23. O mesmo acontece com a noção da fraternidade, cuja base colocam no amor dos interesses comuns, ou, além de todas as filosofias e de todas as religiões, na simples noção de humanidade, englobando assim no mesmo amor e numa igual tolerância todos os homens com todas as suas misérias, tanto as intelectuais e morais como as físicas e temporais. Ora, a doutrina católica nos ensina que o primeiro dever da caridade não está na tolerância das convicções errôneas, por sinceras que sejam , nem da indiferença teórica e prática pelo erro ou o vício, em que vemos mergulhados nossos irmãos, mas no zelo pela sua restauração intelectual e moral, não menos que por seu bem-estar material. Esta mesma doutrina católica nos ensina também que a fonte do amor do próximo se acha no amor de Deus, Pai comum e fim comum de toda a família humana, no amor de Jesus Cristo, do qual somos membros a tal ponto que consolar um infeliz é fazer o bem ao próprio Jesus Cristo. Qualquer outro amor é ilusão ou sentimento estéril e passageiro. Certamente, a experiência humana aí está, nas sociedades pagãs iy leigas de todos os tempos, para provar que, em certos momentos, a consideração dos interesses comuns ou da semelhança de natureza pesa muito pouco diante das paixões e concupiscências do coração. Não, Veneráveis Irmãos, não existe verdadeira fraternidade fora da caridade cristã, que, pelo amor de Deus e de seu Filho Jesus Cristo nosso Salvador, abrange todos os homens, para consolar todos, e para os conduzir todos à mesma fé e à mesma felicidade do céu. Separando a fraternidade da caridade cristã assim entendida, a democracia, longe de ser um progresso, constituiria um desastroso recuo para a civilização. Porque, se se chegar, e Nós o desejamos de toda a nossa alma, à maior soma possível de bem-estar para a sociedade e para cada um de seus membros pela fraternidade, ou, como se diz ainda, pela soliedaridade universal, é necessária a união dos espíritos na verdade, a união das vontades na moral, a união dos corações no amor de Deus e de seu filho Jesus Cristo. Ora, esta união só poderá ser realizada pela caridade católica, que é a única, por conseqüência, que pode conduzir os povos no caminho do progresso, para o ideal da civilização.

Sobre a dignidade humana

24. Enfim, na base de todas as falsificações das noções sociais fundamentais, o Sillon coloca uma falsa idéia da dignidade humana. Segundo ele, o homem só será verdadeiramente homem, digno desse nome, no dia em que adquirir uma consciência esclarecida, forte, independente, autônoma, podendo dispensar os mestres, só obedecendo a si própria, e capaz de assumir e desempenhar, sem falhas, as mais graves responsabilidades. Eis algumas destas grandes palavras com as quais se exalta o sentimento do orgulho humano; tal como um sonho, que arrasta o homem, sem luz, sem guia e sem auxílio, pelo caminho da ilusão, em que, esperando o grande dia da plena consciência, será devorado pelo erro e pelas paixões. E este grande dia, quando virá? A menos que se mude a natureza humana (o que não está no poder do Sillon), virá ele alguma vez? Será que os santos, que levaram ao apogeu a dignidade humana, tiveram esta dignidade? E os humildes da terra, que não podem subir tão alto e se contentam com traçar modestamente seu sulco (tracer modestement son sillon) na classe social que lhes designou a Providência, cumprindo energicamente seus deveres na humildade, na obediência e na paciência cristãs, não seriam eles dignos do nome de homens, aos quais o Senhor há de tirar um dia de sua condição obscura para colocar no céu, entre os príncipes de seu povo?

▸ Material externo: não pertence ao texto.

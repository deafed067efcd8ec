//! Illustrations of spatial, spectral and radiometric resolution

use geomatica_core::{Error, Result};
use ndarray::{s, Array2, Array3};
use rand::SeedableRng;
use rand_chacha::ChaCha8Rng;
use rand_distr::{Distribution, Normal};

/// 100x100 RGB scene: a red square with a smaller green square inside
pub fn two_squares_scene() -> Array3<f64> {
    let mut img = Array3::<f64>::zeros((100, 100, 3));
    img.slice_mut(s![30..70, 30..70, 0]).fill(1.0);
    img.slice_mut(s![40..60, 40..60, 1]).fill(1.0);
    img
}

/// Coarsen an image by averaging `factor` x `factor` blocks, then blow it
/// back up to the original size so the blockiness is visible.
///
/// Blocks at the right and bottom edges may be partial.
pub fn degrade(img: &Array3<f64>, factor: usize) -> Result<Array3<f64>> {
    if factor == 0 {
        return Err(Error::InvalidParameter {
            name: "factor",
            value: factor.to_string(),
            reason: "must be at least 1".into(),
        });
    }
    let (rows, cols, bands) = img.dim();
    if factor == 1 {
        return Ok(img.clone());
    }

    let mut out = Array3::<f64>::zeros((rows, cols, bands));
    for r0 in (0..rows).step_by(factor) {
        for c0 in (0..cols).step_by(factor) {
            let (r1, c1) = ((r0 + factor).min(rows), (c0 + factor).min(cols));
            for b in 0..bands {
                let mean = img
                    .slice(s![r0..r1, c0..c1, b])
                    .mean()
                    .unwrap_or(0.0);
                out.slice_mut(s![r0..r1, c0..c1, b]).fill(mean);
            }
        }
    }
    Ok(out)
}

/// Horizontal 0-1 ramp of `size` x `size` pixels
pub fn gradient_image(size: usize) -> Array2<f64> {
    let denom = size.saturating_sub(1).max(1) as f64;
    Array2::from_shape_fn((size, size), |(_, col)| col as f64 / denom)
}

/// Snap a value in [0, 1] down to one of `2^bits` evenly spaced levels
pub fn quantize(value: f64, bits: u32) -> f64 {
    let top = ((1u64 << bits.clamp(1, 32)) - 1) as f64;
    // Nudge values sitting on a level boundary up to that level
    ((value * top + 1e-9).floor() / top).min(1.0)
}

pub fn quantize_image(img: &Array2<f64>, bits: u32) -> Array2<f64> {
    img.mapv(|v| quantize(v, bits))
}

/// A wavelength interval in micrometres
#[derive(Debug, Clone, PartialEq)]
pub struct SpectralBand {
    pub name: String,
    pub start: f64,
    pub end: f64,
}

impl SpectralBand {
    pub fn new(name: impl Into<String>, start: f64, end: f64) -> Self {
        Self {
            name: name.into(),
            start,
            end,
        }
    }

    pub fn contains(&self, wavelength: f64) -> bool {
        (self.start..=self.end).contains(&wavelength)
    }

    pub fn center(&self) -> f64 {
        (self.start + self.end) / 2.0
    }
}

/// One broad panchromatic band, 0.5-0.9 µm
pub fn panchromatic_band() -> SpectralBand {
    SpectralBand::new("Panchromatic", 0.5, 0.9)
}

/// The seven reflective bands of Landsat-8 OLI
pub fn landsat8_oli_bands() -> Vec<SpectralBand> {
    [
        ("Coastal/Aerosol", 0.43, 0.45),
        ("Blue", 0.45, 0.51),
        ("Green", 0.53, 0.59),
        ("Red", 0.64, 0.67),
        ("NIR", 0.85, 0.88),
        ("SWIR1", 1.57, 1.65),
        ("SWIR2", 2.11, 2.29),
    ]
    .into_iter()
    .map(|(name, start, end)| SpectralBand::new(name, start, end))
    .collect()
}

/// Up to `count` contiguous 15 nm bands every 20 nm from 0.4 µm, ending by 2.5 µm
pub fn hyperspectral_bands(count: usize) -> Vec<SpectralBand> {
    (0..count)
        .map(|i| {
            let start = 0.4 + i as f64 * 0.02;
            SpectralBand::new(format!("HS{:03}", i + 1), start, start + 0.015)
        })
        .take_while(|b| b.end <= 2.5)
        .collect()
}

/// Reflectance sampled along wavelength
#[derive(Debug, Clone)]
pub struct SpectralCurve {
    pub wavelengths: Vec<f64>,
    pub reflectance: Vec<f64>,
}

impl SpectralCurve {
    /// Stylised vegetation signature over 0.4-2.5 µm with Gaussian noise
    pub fn vegetation(samples: usize, noise_sigma: f64, seed: u64) -> Result<Self> {
        if !(noise_sigma.is_finite() && noise_sigma >= 0.0) {
            return Err(Error::InvalidParameter {
                name: "noise_sigma",
                value: noise_sigma.to_string(),
                reason: "must be finite and non-negative".into(),
            });
        }
        let noise = Normal::new(0.0, noise_sigma).map_err(|e| Error::InvalidParameter {
            name: "noise_sigma",
            value: noise_sigma.to_string(),
            reason: e.to_string(),
        })?;
        let mut rng = ChaCha8Rng::seed_from_u64(seed);

        let step = if samples > 1 { 2.1 / (samples - 1) as f64 } else { 0.0 };
        let wavelengths: Vec<f64> = (0..samples).map(|i| 0.4 + i as f64 * step).collect();
        let reflectance = wavelengths
            .iter()
            .map(|&w| {
                let base = match w {
                    w if w < 0.5 => 0.1,
                    w if w < 0.6 => 0.2,
                    w if w < 0.7 => 0.1,
                    w if w < 1.3 => 0.5,
                    w if w < 1.9 => 0.3,
                    w if w < 2.5 => 0.2,
                    _ => 0.0,
                };
                base + noise.sample(&mut rng)
            })
            .collect();

        Ok(Self {
            wavelengths,
            reflectance,
        })
    }

    /// Mean reflectance inside `band`, `None` if no sample falls in it
    pub fn band_mean(&self, band: &SpectralBand) -> Option<f64> {
        let (sum, n) = self
            .wavelengths
            .iter()
            .zip(&self.reflectance)
            .filter(|(w, _)| band.contains(**w))
            .fold((0.0, 0usize), |(s, n), (_, r)| (s + r, n + 1));
        (n > 0).then(|| sum / n as f64)
    }

    /// What a sensor with `bands` records: one mean value per band
    pub fn resample(&self, bands: &[SpectralBand]) -> Vec<(SpectralBand, f64)> {
        bands
            .iter()
            .filter_map(|b| self.band_mean(b).map(|v| (b.clone(), v)))
            .collect()
    }
}

#[cfg(test)]
mod tests {
    use super::*;
    use approx::assert_relative_eq;

    #[test]
    fn degrade_keeps_mean_and_shape() {
        let img = two_squares_scene();
        for factor in [1, 5, 10] {
            let out = degrade(&img, factor).unwrap();
            assert_eq!(out.dim(), (100, 100, 3));
            assert_relative_eq!(out.sum(), img.sum(), epsilon = 1e-6);
        }
        // A 20x20 block straddling the red square edge is partially red
        let coarse = degrade(&img, 20).unwrap();
        assert_relative_eq!(coarse[(20, 20, 0)], 0.25, epsilon = 1e-12);
        assert!(degrade(&img, 0).is_err());
    }

    #[test]
    fn quantization_levels() {
        let img = gradient_image(256);
        for bits in [2u32, 4, 8] {
            let q = quantize_image(&img, bits);
            let mut levels: Vec<u64> = q.iter().map(|v| (v * 1e6).round() as u64).collect();
            levels.sort_unstable();
            levels.dedup();
            assert_eq!(levels.len(), 1 << bits);
        }
        assert_eq!(quantize(1.0, 2), 1.0);
        assert_relative_eq!(quantize(0.5, 2), 1.0 / 3.0);
    }

    #[test]
    fn band_sets() {
        assert_eq!(landsat8_oli_bands().len(), 7);
        let hs = hyperspectral_bands(100);
        assert_eq!(hs.len(), 100);
        assert_relative_eq!(hs[99].end, 0.4 + 99.0 * 0.02 + 0.015, epsilon = 1e-12);
        assert!(hyperspectral_bands(200).len() < 200);
    }

    #[test]
    fn vegetation_curve_is_reproducible() {
        let a = SpectralCurve::vegetation(1000, 0.02, 42).unwrap();
        let b = SpectralCurve::vegetation(1000, 0.02, 42).unwrap();
        assert_eq!(a.reflectance, b.reflectance);
        assert_relative_eq!(a.wavelengths[999], 2.5, epsilon = 1e-12);

        // NIR plateau is much brighter than red
        let bands = landsat8_oli_bands();
        let nir = a.band_mean(&bands[4]).unwrap();
        let red = a.band_mean(&bands[3]).unwrap();
        assert!(nir > red + 0.3);
    }

    #[test]
    fn vegetation_curve_rejects_bad_sigma() {
        assert!(SpectralCurve::vegetation(10, -1.0, 1).is_err());
        assert!(SpectralCurve::vegetation(10, f64::NAN, 1).is_err());
        assert!(SpectralCurve::vegetation(10, 0.0, 1).is_ok());
    }
}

Suspendemos aqui nossas reflexões sobre os erros do Sillon. Não pretendemos esgotar o assunto, pois que ainda poderíamos chamar vossa atenção sobre outros pontos igualmente falsos e perigosos, por exemplo, sobre a maneira de compreender o poder coercitivo da Igreja. Importa, contudo, examinar agora a influência destes erros sobre a conduta prática do Sillon e sobre a sua ação social.